A well-located 1LDK (one bedroom plus combined living, dining, and kitchen area) in a solid inner-city neighborhood can be anywhere from ¥30 million to ¥60 million — roughly $200,000–$400,000 at current exchange rates. Compact 1K studios in suitable locations often come in below ¥30 million. Larger 2LDK and 3LDK apartments in the mid-ring residential wards offer genuine space at prices that compare favorably to equivalent properties in comparable global cities.
One factor working in favor of international buyers right now is the weakness of the Japanese yen against the dollar and euro, which has meaningfully increased purchasing power for overseas buyers over the past few years.
How the Buying Process Works
The process is well-organized but document-heavy, and almost all of it happens in Japanese. Most international buyers work with a bilingual real estate agency or a specialist platform experienced in handling overseas clients, and that single decision makes the whole experience considerably smoother.
The sequence runs roughly like this: you identify properties through an agent or listings platform, arrange viewings in person or by video, agree on a price, sign a formal purchase agreement (baibai keiyakusho) in the presence of a licensed agent, pay a deposit (typically 10% of the purchase price), and complete the transaction through a judicial scrivener (shihō shoshi) who handles the official title transfer and registration. The process from offer to completion usually takes four to eight weeks.

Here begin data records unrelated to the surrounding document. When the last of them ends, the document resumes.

//! Clap-free settings for one package run.

use camino::Utf8PathBuf;
use dtslint_domain::{PlanMode, VersionCatalogue};

/// Settings for `run_package` and `plan_package`.
#[derive(Debug, Clone)]
pub struct RunSettings {
    /// Absolute package directory: `<root>/types/<name>` or an older-version directory below it.
    pub package_dir: Utf8PathBuf,
    pub catalogue: VersionCatalogue,
    pub mode: PlanMode,

    /// Compiler build used in `PlanMode::Local`.
    pub local_ts: Option<Utf8PathBuf>,

    // Checker behaviour
    pub expect_only: bool,

    // Compatibility check
    pub compat_enabled: bool,
}

impl RunSettings {
    pub fn new(package_dir: Utf8PathBuf) -> Self {
        Self {
            package_dir,
            ..Self::default()
        }
    }
}

impl Default for RunSettings {
    fn default() -> Self {
        Self {
            package_dir: Utf8PathBuf::from("."),
            catalogue: VersionCatalogue::default(),
            mode: PlanMode::default(),
            local_ts: None,
            expect_only: false,
            compat_enabled: true,
        }
    }
}
//! # Order Actor
//!
//! Owns the order store and runs the status lifecycle.
//!
//! ## Overview
//!
//! This is the one actor with real coordination in it. Creation validates the
//! owning user and snapshots menu prices through its context clients
//! (`on_create`, so a failed validation inserts nothing), the reconcile store
//! action sweeps every non-terminal order against the clock, and the
//! force-status action is the admin override.
//!
//! ## Structure
//!
//! - [`entity`] - [`ActorEntity`](resource_actor::ActorEntity) implementation for [`Order`]
//! - [`error`] - [`OrderError`] type for type-safe error handling
//! - [`actions`] - [`OrderAction`] (force status) and [`OrderStoreAction`]
//!   (reconcile, per-user listing)
//! - [`new()`] - Factory function that creates the actor and client
//!
//! ## Why reconciliation is a store action
//!
//! The status rules depend only on stored timestamps and `now`, but they must
//! visit *every* non-terminal order and must not interleave with other writes
//! mid-sweep. Running the sweep inside the actor makes it one atomic step:
//! two clients reconciling at the same moment simply queue, and the set-once
//! timestamp guards make the second pass a no-op.

pub mod actions;
pub mod entity;
pub mod error;

pub use actions::*;
pub use error::*;

use crate::clients::OrderClient;
use crate::model::{Order, OrderId};
use resource_actor::ResourceActor;

/// Creates a new Order actor and its client. The actor's context —
/// `(UserClient, FoodClient)` — is injected later via `run()`.
pub fn new(buffer_size: usize) -> (ResourceActor<Order>, OrderClient) {
    let mut next = 0u32;
    let (actor, generic_client) = ResourceActor::new(buffer_size, move || {
        next += 1;
        OrderId(next)
    });
    (actor, OrderClient::new(generic_client))
}
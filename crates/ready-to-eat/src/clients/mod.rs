//! Type-safe wrappers over the generic [`resource_actor::ResourceClient`].
//!
//! Each client exposes the domain's vocabulary (`place_order`,
//! `find_by_email`, `resolve`) and maps [`resource_actor::FrameworkError`]
//! back into the owning actor's typed error. The standard `get`/`delete`
//! surface comes from the [`resource_actor::ActorClient`] trait.

pub mod admin_client;
pub mod food_client;
pub mod order_client;
pub mod session_client;
pub mod user_client;

pub use admin_client::AdminClient;
pub use food_client::FoodClient;
pub use order_client::OrderClient;
pub use session_client::SessionClient;
pub use user_client::UserClient;
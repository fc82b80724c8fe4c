//! # ActorEntity Trait
//!
//! The `ActorEntity` trait defines the contract that every resource (User,
//! FoodItem, Order, Session, …) must implement to be managed by the generic
//! `ResourceActor`. It specifies associated types for IDs, DTOs, actions,
//! context, and errors, and provides lifecycle hooks (`on_create`,
//! `on_update`, `on_delete`, `handle_action`, `handle_store_action`).
//!
//! # Architecture Note
//! Why do we need this trait?
//! By defining a contract (`ActorEntity`) that all our resource types must
//! satisfy, we can write the `ResourceActor` logic *once* and reuse it
//! everywhere. This is "Polymorphism" in action.
//!
//! We use "Associated Types" (type Id, type Create, etc.) to enforce type
//! safety. A `User` entity requires a `UserCreate` payload, and you can't
//! accidentally send it a `FoodCreate` payload. The compiler prevents this
//! class of bugs entirely.
//!
//! # Provided Methods (Hooks)
//! This trait includes **Provided Methods** (methods with default
//! implementations) for lifecycle hooks:
//! - [`ActorEntity::on_create`]
//! - [`ActorEntity::on_delete`]
//!
//! You do **not** need to implement these methods unless you want to
//! customize behavior. The default implementation does nothing (`Ok(())`).

use async_trait::async_trait;
use std::collections::HashMap;
use std::fmt::{Debug, Display};
use std::hash::Hash;

/// Trait that any resource entity must implement to be managed by ResourceActor.
///
/// # Async & Context
/// This trait is `#[async_trait]` to allow asynchronous operations in hooks
/// (e.g., calling other actors). It also defines a `Context` type, which is
/// injected into every hook. This allows "Late Binding" of dependencies
/// (passing clients to `run()` instead of `new()`).
///
/// # Entity Actions vs Store Actions
/// Two kinds of custom operations exist:
/// - [`ActorEntity::Action`] targets a **single entity** by id (e.g., force an
///   order's status, set a user's points balance).
/// - [`ActorEntity::StoreAction`] targets the **whole store** (e.g., reconcile
///   every non-terminal order, find a user by email, list available items).
///   Store actions run inside the actor task, so a scan-and-mutate pass over
///   all entities is a single atomic step from the callers' point of view.
#[async_trait]
pub trait ActorEntity: Clone + Debug + Send + Sync + 'static {
    /// The unique identifier for this entity (e.g., a numeric newtype or a
    /// token String). IDs are produced by the factory injected into
    /// [`crate::ResourceActor::new`], so no numeric conversion bound is
    /// required here.
    type Id: Eq + Hash + Clone + Send + Sync + Display + Debug;

    /// The data required to create a new instance (DTO - Data Transfer Object).
    type Create: Send + Sync + Debug;

    /// The data required to update an existing instance.
    type Update: Send + Sync + Debug;

    /// Enum representing operations on a single entity (e.g., `SetPoints`).
    type Action: Send + Sync + Debug;

    /// The result type returned by custom actions.
    type ActionResult: Send + Sync + Debug;

    /// Enum representing operations on the whole store (e.g., `Reconcile`,
    /// `FindByEmail`). Use an empty enum if the resource has none.
    type StoreAction: Send + Sync + Debug;

    /// The result type returned by store actions.
    type StoreActionResult: Send + Sync + Debug;

    /// The runtime context (dependencies) injected into the actor.
    /// Use `()` if no dependencies are needed.
    type Context: Send + Sync;

    /// The error type for this entity.
    ///
    /// # Design Note: Error Granularity
    /// The framework enforces a **Per-Actor Error Type** (one enum for the
    /// whole actor) rather than per-message error types. One `UserError` must
    /// be the union of all possible user failures; the loss of per-action
    /// precision is worth the reduction in boilerplate.
    type Error: std::error::Error + Send + Sync + 'static;

    /// Construct the full Entity from the ID and Payload.
    /// This is called synchronously before `on_create`.
    fn from_create_params(id: Self::Id, params: Self::Create) -> Result<Self, Self::Error>;

    // --- Lifecycle Hooks (Async) ---

    /// Called immediately after the entity is created and initialized.
    /// Use this hook to perform validation or side effects (e.g., checking
    /// other actors). If it fails, nothing is inserted into the store.
    async fn on_create(&mut self, _ctx: &Self::Context) -> Result<(), Self::Error> {
        Ok(())
    }

    /// Called when an update request is received.
    async fn on_update(
        &mut self,
        update: Self::Update,
        _ctx: &Self::Context,
    ) -> Result<(), Self::Error>;

    /// Called immediately before the entity is removed from the system.
    async fn on_delete(&self, _ctx: &Self::Context) -> Result<(), Self::Error> {
        Ok(())
    }

    // --- Action Handlers (Async) ---

    /// Handle a custom action addressed to a single entity.
    async fn handle_action(
        &mut self,
        action: Self::Action,
        _ctx: &Self::Context,
    ) -> Result<Self::ActionResult, Self::Error>;

    /// Handle a custom action addressed to the whole store.
    ///
    /// The store is passed mutably: a store action may scan, read, or rewrite
    /// any number of entities in one sequential step.
    async fn handle_store_action(
        store: &mut HashMap<Self::Id, Self>,
        action: Self::StoreAction,
        _ctx: &Self::Context,
    ) -> Result<Self::StoreActionResult, Self::Error>;
}
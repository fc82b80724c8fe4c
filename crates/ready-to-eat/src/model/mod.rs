//! Pure domain data structures.
//!
//! Entity structs, their creation/update DTOs, and the typed identifiers.
//! Behavior that belongs to the data itself (the order lifecycle rules,
//! session expiry) lives here too; everything message-passing related lives
//! in the actor modules.

pub mod admin;
pub mod food;
pub mod identity;
pub mod order;
pub mod session;
pub mod user;

pub use admin::{Admin, AdminCreate, AdminId, AdminProfile};
pub use food::{FoodCreate, FoodId, FoodItem};
pub use identity::{new_guest_id, Identity};
pub use order::{
    new_order_number, Order, OrderCreate, OrderId, OrderItem, OrderLine, OrderStatus,
};
pub use session::{new_session_token, Durability, Session, SessionCreate, SessionToken};
pub use user::{User, UserCreate, UserId, UserProfile, UserUpdate};
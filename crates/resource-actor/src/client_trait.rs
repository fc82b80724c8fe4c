//! # ActorClient Trait
//!
//! Provides a common interface for resource-specific clients, adding default
//! `get` and `delete` methods built on top of a generic `ResourceClient`.

use crate::{ActorEntity, FrameworkError, ResourceClient};
use async_trait::async_trait;

/// Trait for resource-specific clients to inherit standard CRUD operations.
///
/// This trait reduces boilerplate by providing default implementations for
/// common operations like `get` and `delete`. A domain client (e.g. a
/// `UserClient`) implements `inner()` and `map_error()` once and receives the
/// standard read/delete surface for free; domain-specific calls (create with a
/// typed payload, custom actions) are added as inherent methods.
#[async_trait]
pub trait ActorClient<T: ActorEntity>: Send + Sync {
    /// The resource-specific error type.
    type Error: From<String> + Send + Sync;

    /// Access the inner generic ResourceClient.
    fn inner(&self) -> &ResourceClient<T>;

    /// Map framework errors to the specific resource error type.
    fn map_error(e: FrameworkError) -> Self::Error;

    /// Fetch an entity by ID.
    #[tracing::instrument(skip(self))]
    async fn get(&self, id: T::Id) -> Result<Option<T>, Self::Error> {
        tracing::debug!("Sending request");
        self.inner().get(id).await.map_err(Self::map_error)
    }

    /// Delete an entity by ID.
    #[tracing::instrument(skip(self))]
    async fn delete(&self, id: T::Id) -> Result<(), Self::Error> {
        tracing::debug!("Sending request");
        self.inner().delete(id).await.map_err(Self::map_error)
    }
}
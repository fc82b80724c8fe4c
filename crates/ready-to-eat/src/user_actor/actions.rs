//! Custom operations on the user store.

use crate::model::User;

/// Operations addressed to a single user.
#[derive(Debug, Clone)]
pub enum UserAction {
    /// Overwrite the points balance. Negative values are rejected and leave
    /// the stored balance unchanged.
    SetPoints(i64),
}

/// Results of [`UserAction`]s.
#[derive(Debug, Clone)]
pub enum UserActionResult {
    /// The balance after a `SetPoints`.
    Points(i64),
}

/// Operations addressed to the whole user store.
#[derive(Debug, Clone)]
pub enum UserStoreAction {
    /// Case-sensitive lookup by the unique email column.
    FindByEmail(String),
}

/// Results of [`UserStoreAction`]s.
#[derive(Debug, Clone)]
pub enum UserStoreResult {
    Found(Option<User>),
}
//! # Observability & Tracing
//!
//! Tracing infrastructure for the whole actor system.
//!
//! The framework uses the `tracing` crate with hierarchical spans to trace:
//! - Actor lifecycle events (startup, shutdown)
//! - Entity operations (Create, Get, Update, Delete, Actions, Store actions)
//! - Request flows with complete context
//! - Errors with detailed entity IDs
//!
//! ## Configuration
//!
//! The subscriber uses a compact format that hides the crate/module prefix
//! (`with_target(false)`). This keeps log lines short while still providing
//! rich structured data; the `entity_type` field carries the resource name.
//!
//! ```bash
//! RUST_LOG=info cargo run      # Compact logs
//! RUST_LOG=debug cargo run     # Full payloads
//! ```
//!
//! With `RUST_LOG=debug`, client methods log full payloads once at function
//! entry (`debug!(?params, "...")` — the `?` sigil records the value's `Debug`
//! representation as a structured field); all subsequent lines stay concise.

/// Initializes the global tracing subscriber. Call once, at process start.
pub fn setup_tracing() {
    tracing_subscriber::fmt()
        .with_env_filter(tracing_subscriber::EnvFilter::from_default_env())
        .with_target(false) // Don't show module paths - we use entity_type instead
        .compact() // Compact format shows spans inline (e.g., "order_placement:place_order")
        .init();
}
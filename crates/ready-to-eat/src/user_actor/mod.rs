//! # User Actor
//!
//! Owns the registered-user store: account records, credentials, and the
//! points balance.
//!
//! ## Structure
//!
//! - [`entity`] - [`ActorEntity`](resource_actor::ActorEntity) implementation for [`User`]
//! - [`error`] - [`UserError`] type for type-safe error handling
//! - [`actions`] - [`UserAction`] (points) and [`UserStoreAction`] (email lookup)
//! - [`new()`] - Factory function that creates the actor and client
//!
//! ## Key Features
//!
//! - **No dependencies**: the user actor has no context (Context = `()`)
//! - **Sequential ids**: `user_1`, `user_2`, … from the injected factory
//! - **Email lookup as a store action**: login and the duplicate-email check
//!   resolve emails inside the actor task, one atomic scan per request

pub mod actions;
pub mod entity;
pub mod error;

pub use actions::*;
pub use error::*;

use crate::clients::UserClient;
use crate::model::{User, UserId};
use resource_actor::ResourceActor;

/// Creates a new User actor and its client.
pub fn new(buffer_size: usize) -> (ResourceActor<User>, UserClient) {
    let mut next = 0u32;
    let (actor, generic_client) = ResourceActor::new(buffer_size, move || {
        next += 1;
        UserId(next)
    });
    (actor, UserClient::new(generic_client))
}
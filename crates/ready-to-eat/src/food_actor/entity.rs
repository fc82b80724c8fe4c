//! Entity trait implementation for [`FoodItem`].

use crate::food_actor::{FoodError, FoodStoreAction, FoodStoreResult};
use crate::model::{FoodCreate, FoodId, FoodItem};
use async_trait::async_trait;
use chrono::Utc;
use resource_actor::ActorEntity;
use std::collections::HashMap;

#[async_trait]
impl ActorEntity for FoodItem {
    type Id = FoodId;
    type Create = FoodCreate;
    type Update = (); // Availability is toggled outside this system
    type Action = ();
    type ActionResult = ();
    type StoreAction = FoodStoreAction;
    type StoreActionResult = FoodStoreResult;
    type Context = ();
    type Error = FoodError;

    fn from_create_params(id: FoodId, params: FoodCreate) -> Result<Self, Self::Error> {
        if params.price <= 0.0 {
            return Err(FoodError::InvalidPrice(params.price));
        }
        let now = Utc::now();
        Ok(Self {
            id,
            name: params.name,
            price: params.price,
            image_path: params.image_path,
            has_extra_option: params.has_extra_option,
            is_available: params.is_available,
            created_at: now,
            updated_at: now,
        })
    }

    async fn on_update(&mut self, _update: (), _ctx: &()) -> Result<(), Self::Error> {
        Ok(())
    }

    async fn handle_action(&mut self, _action: (), _ctx: &()) -> Result<(), Self::Error> {
        Ok(())
    }

    async fn handle_store_action(
        store: &mut HashMap<FoodId, Self>,
        action: FoodStoreAction,
        _ctx: &(),
    ) -> Result<FoodStoreResult, Self::Error> {
        match action {
            FoodStoreAction::ListAvailable => {
                let mut items: Vec<FoodItem> =
                    store.values().filter(|f| f.is_available).cloned().collect();
                items.sort_by_key(|f| f.id.0);
                Ok(FoodStoreResult::Items(items))
            }
        }
    }
}
//! Credential handling: Argon2id password hashing and the format-level
//! validation rules applied before anything touches a store.

pub mod password;
pub mod validate;
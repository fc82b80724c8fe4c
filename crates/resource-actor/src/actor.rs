//! # Generic Actor Server
//!
//! This module defines the `ResourceActor`, the core component that manages the
//! lifecycle and state of entities. It implements the "Server" side of the
//! Actor Model, processing messages sequentially and ensuring exclusive access
//! to the entity store.

use crate::client::ResourceClient;
use crate::entity::ActorEntity;
use crate::error::FrameworkError;
use crate::message::ResourceRequest;
use std::collections::HashMap;
use tokio::sync::mpsc;
use tracing::{debug, info, warn};

/// Factory closure that mints the next ID for a store.
///
/// Injected at construction so each resource decides its own ID scheme:
/// sequential numeric newtypes for persistent records, random hex tokens for
/// sessions. The factory runs inside the actor task, so it needs no internal
/// synchronization beyond `Send`.
pub type IdFactory<I> = Box<dyn FnMut() -> I + Send>;

/// The generic actor that manages a collection of entities.
///
/// # Architecture Note
/// This struct is the "Server" half of the actor. It owns the state (`store`)
/// and the receiver end of the channel.
///
/// **Concurrency Model**:
/// Even though we might have many `ResourceActor` instances running, each one
/// processes its own messages *sequentially* in a loop. This means we don't
/// need `Mutex` or `RwLock` for the `store`! The "Actor Model" gives us safety
/// through exclusive ownership of state within the task. A store action that
/// scans and rewrites every entity is therefore atomic with respect to all
/// other requests.
///
/// # Usage Pattern
///
/// 1. **Create**: Call [`ResourceActor::new`] with a channel capacity and an ID
///    factory to get the `actor` (server) and `client` (interface).
/// 2. **Wire**: Pass dependencies (other clients) into `actor.run(context)`.
/// 3. **Run**: Spawn the actor's run loop in a background task.
pub struct ResourceActor<T: ActorEntity> {
    receiver: mpsc::Receiver<ResourceRequest<T>>,
    store: HashMap<T::Id, T>,
    next_id: IdFactory<T::Id>,
}

impl<T: ActorEntity> ResourceActor<T> {
    /// Creates a new `ResourceActor` and its associated `ResourceClient`.
    ///
    /// # Arguments
    ///
    /// * `buffer_size` - The capacity of the MPSC channel. If the channel is
    ///   full, calls to the client will wait until there is space.
    /// * `next_id` - Factory invoked once per `Create` request to mint the new
    ///   entity's ID.
    ///
    /// # Returns
    ///
    /// A tuple containing:
    /// 1. The `ResourceActor` instance (the server), which must be run via `.run()`.
    /// 2. The `ResourceClient` instance, which can be cloned and shared to send requests.
    pub fn new(
        buffer_size: usize,
        next_id: impl FnMut() -> T::Id + Send + 'static,
    ) -> (Self, ResourceClient<T>) {
        let (sender, receiver) = mpsc::channel(buffer_size);
        let actor = Self {
            receiver,
            store: HashMap::new(),
            next_id: Box::new(next_id),
        };
        let client = ResourceClient::new(sender);
        (actor, client)
    }

    /// Runs the actor's event loop, processing messages until the channel closes.
    ///
    /// # Context Injection
    /// The `context` argument is injected into every entity hook. This allows
    /// entities to access external dependencies (like other clients) that were
    /// created *after* the actor was instantiated but *before* the loop started.
    pub async fn run(mut self, context: T::Context) {
        // Extract just the type name (e.g., "Order" instead of "ready_to_eat::model::order::Order")
        let entity_type = std::any::type_name::<T>()
            .split("::")
            .last()
            .unwrap_or("Unknown");
        info!(entity_type, "Actor started");

        while let Some(msg) = self.receiver.recv().await {
            match msg {
                ResourceRequest::Create { params, respond_to } => {
                    debug!(entity_type, ?params, "Create");
                    let id = (self.next_id)();

                    match T::from_create_params(id.clone(), params) {
                        Ok(mut item) => {
                            if let Err(e) = item.on_create(&context).await {
                                warn!(entity_type, error = %e, "on_create failed");
                                let _ =
                                    respond_to.send(Err(FrameworkError::EntityError(Box::new(e))));
                                continue;
                            }
                            self.store.insert(id.clone(), item);
                            info!(entity_type, %id, size = self.store.len(), "Created");
                            let _ = respond_to.send(Ok(id));
                        }
                        Err(e) => {
                            warn!(entity_type, error = %e, "Create failed");
                            let _ = respond_to.send(Err(FrameworkError::EntityError(Box::new(e))));
                        }
                    }
                }
                ResourceRequest::Get { id, respond_to } => {
                    let item = self.store.get(&id).cloned();
                    let found = item.is_some();
                    debug!(entity_type, %id, found, "Get");
                    let _ = respond_to.send(Ok(item));
                }
                ResourceRequest::Update {
                    id,
                    update,
                    respond_to,
                } => {
                    debug!(entity_type, %id, ?update, "Update");
                    if let Some(item) = self.store.get_mut(&id) {
                        if let Err(e) = item.on_update(update, &context).await {
                            warn!(entity_type, %id, error = %e, "Update failed");
                            let _ = respond_to.send(Err(FrameworkError::EntityError(Box::new(e))));
                            continue;
                        }
                        info!(entity_type, %id, "Updated");
                        let _ = respond_to.send(Ok(item.clone()));
                    } else {
                        warn!(entity_type, %id, "Not found");
                        let _ = respond_to.send(Err(FrameworkError::NotFound(id.to_string())));
                    }
                }
                ResourceRequest::Delete { id, respond_to } => {
                    debug!(entity_type, %id, "Delete");
                    if let Some(item) = self.store.get(&id) {
                        if let Err(e) = item.on_delete(&context).await {
                            warn!(entity_type, %id, error = %e, "on_delete failed");
                            let _ = respond_to.send(Err(FrameworkError::EntityError(Box::new(e))));
                            continue;
                        }
                        self.store.remove(&id);
                        info!(entity_type, %id, size = self.store.len(), "Deleted");
                        let _ = respond_to.send(Ok(()));
                    } else {
                        warn!(entity_type, %id, "Not found");
                        let _ = respond_to.send(Err(FrameworkError::NotFound(id.to_string())));
                    }
                }
                ResourceRequest::Action {
                    id,
                    action,
                    respond_to,
                } => {
                    debug!(entity_type, %id, ?action, "Action");
                    if let Some(item) = self.store.get_mut(&id) {
                        let result = item
                            .handle_action(action, &context)
                            .await
                            .map_err(|e| FrameworkError::EntityError(Box::new(e)));
                        match &result {
                            Ok(_) => info!(entity_type, %id, "Action ok"),
                            Err(e) => warn!(entity_type, %id, error = %e, "Action failed"),
                        }
                        let _ = respond_to.send(result);
                    } else {
                        warn!(entity_type, %id, "Not found");
                        let _ = respond_to.send(Err(FrameworkError::NotFound(id.to_string())));
                    }
                }
                ResourceRequest::Store { action, respond_to } => {
                    debug!(entity_type, ?action, "Store action");
                    let result = T::handle_store_action(&mut self.store, action, &context)
                        .await
                        .map_err(|e| FrameworkError::EntityError(Box::new(e)));
                    match &result {
                        Ok(_) => info!(entity_type, size = self.store.len(), "Store action ok"),
                        Err(e) => warn!(entity_type, error = %e, "Store action failed"),
                    }
                    let _ = respond_to.send(result);
                }
            }
        }

        info!(entity_type, size = self.store.len(), "Shutdown");
    }
}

One important note for buyers from outside Japan: domestic mortgage lenders require residency as a condition of lending, which means most international buyers purchase with cash or arrange financing at home. Budget an additional 6–8% of the purchase price for closing costs — agent fees, registration taxes, and scrivener fees.
Not Ready to Buy Yet? Renting is a Smart First Step

For anyone still building their sense of which neighborhood fits them best, or not quite ready to commit to a purchase, renting first is an option worth considering seriously. Living in a neighborhood for six months to a year before buying gives a much more honest picture of day-to-day life than any amount of browsing listings can. Tokyo’s rental market thoroughly develops and makes itself accessible to foreign tenants, offering a good range of furnished and unfurnished options across most wards. A detailed guide to renting property in Japan covers the rental process, documentation requirements, and what to expect at each stage — useful reading whether renting is the destination or just a step along the way.
What to Watch Out For
A couple of things are worth flagging for anyone going into the process for the first time. First, Japan updated its Building Standards Law in 1981 with significantly stricter seismic resistance requirements. Apartments in buildings constructed before that year may need structural reinforcement to meet current earthquake safety standards. Pre-1981 buildings aren’t necessarily a problem — many have been retrofitted — but a professional structural survey is essential before committing.
Second, condominium purchases come with monthly management and maintenance fees covering building upkeep, communal areas, and long-term repair funds. These vary by building but should be factored into the ongoing cost of ownership alongside property taxes, which in Japan are calculated at approximately 1.4% of the government’s assessed value — much lower than market price, keeping annual bills modest.
The City is Worth It
Tokyo rewards people who commit to it. Owning an apartment here isn’t just a financial decision — it’s a stake in one of the most fascinating, layered, and genuinely livable cities on earth. The food culture alone is worth the price of admission; throw in the safety, the precision of daily life, the seasonal rhythms of cherry blossoms and autumn leaves, and the quiet pleasures of a neighborhood that reveals itself slowly over months and years, and the appeal is hard to argue with.
For anyone who has been thinking about making a more permanent connection to Japan, the market is open, the process is navigable, and the properties are out there waiting to be found.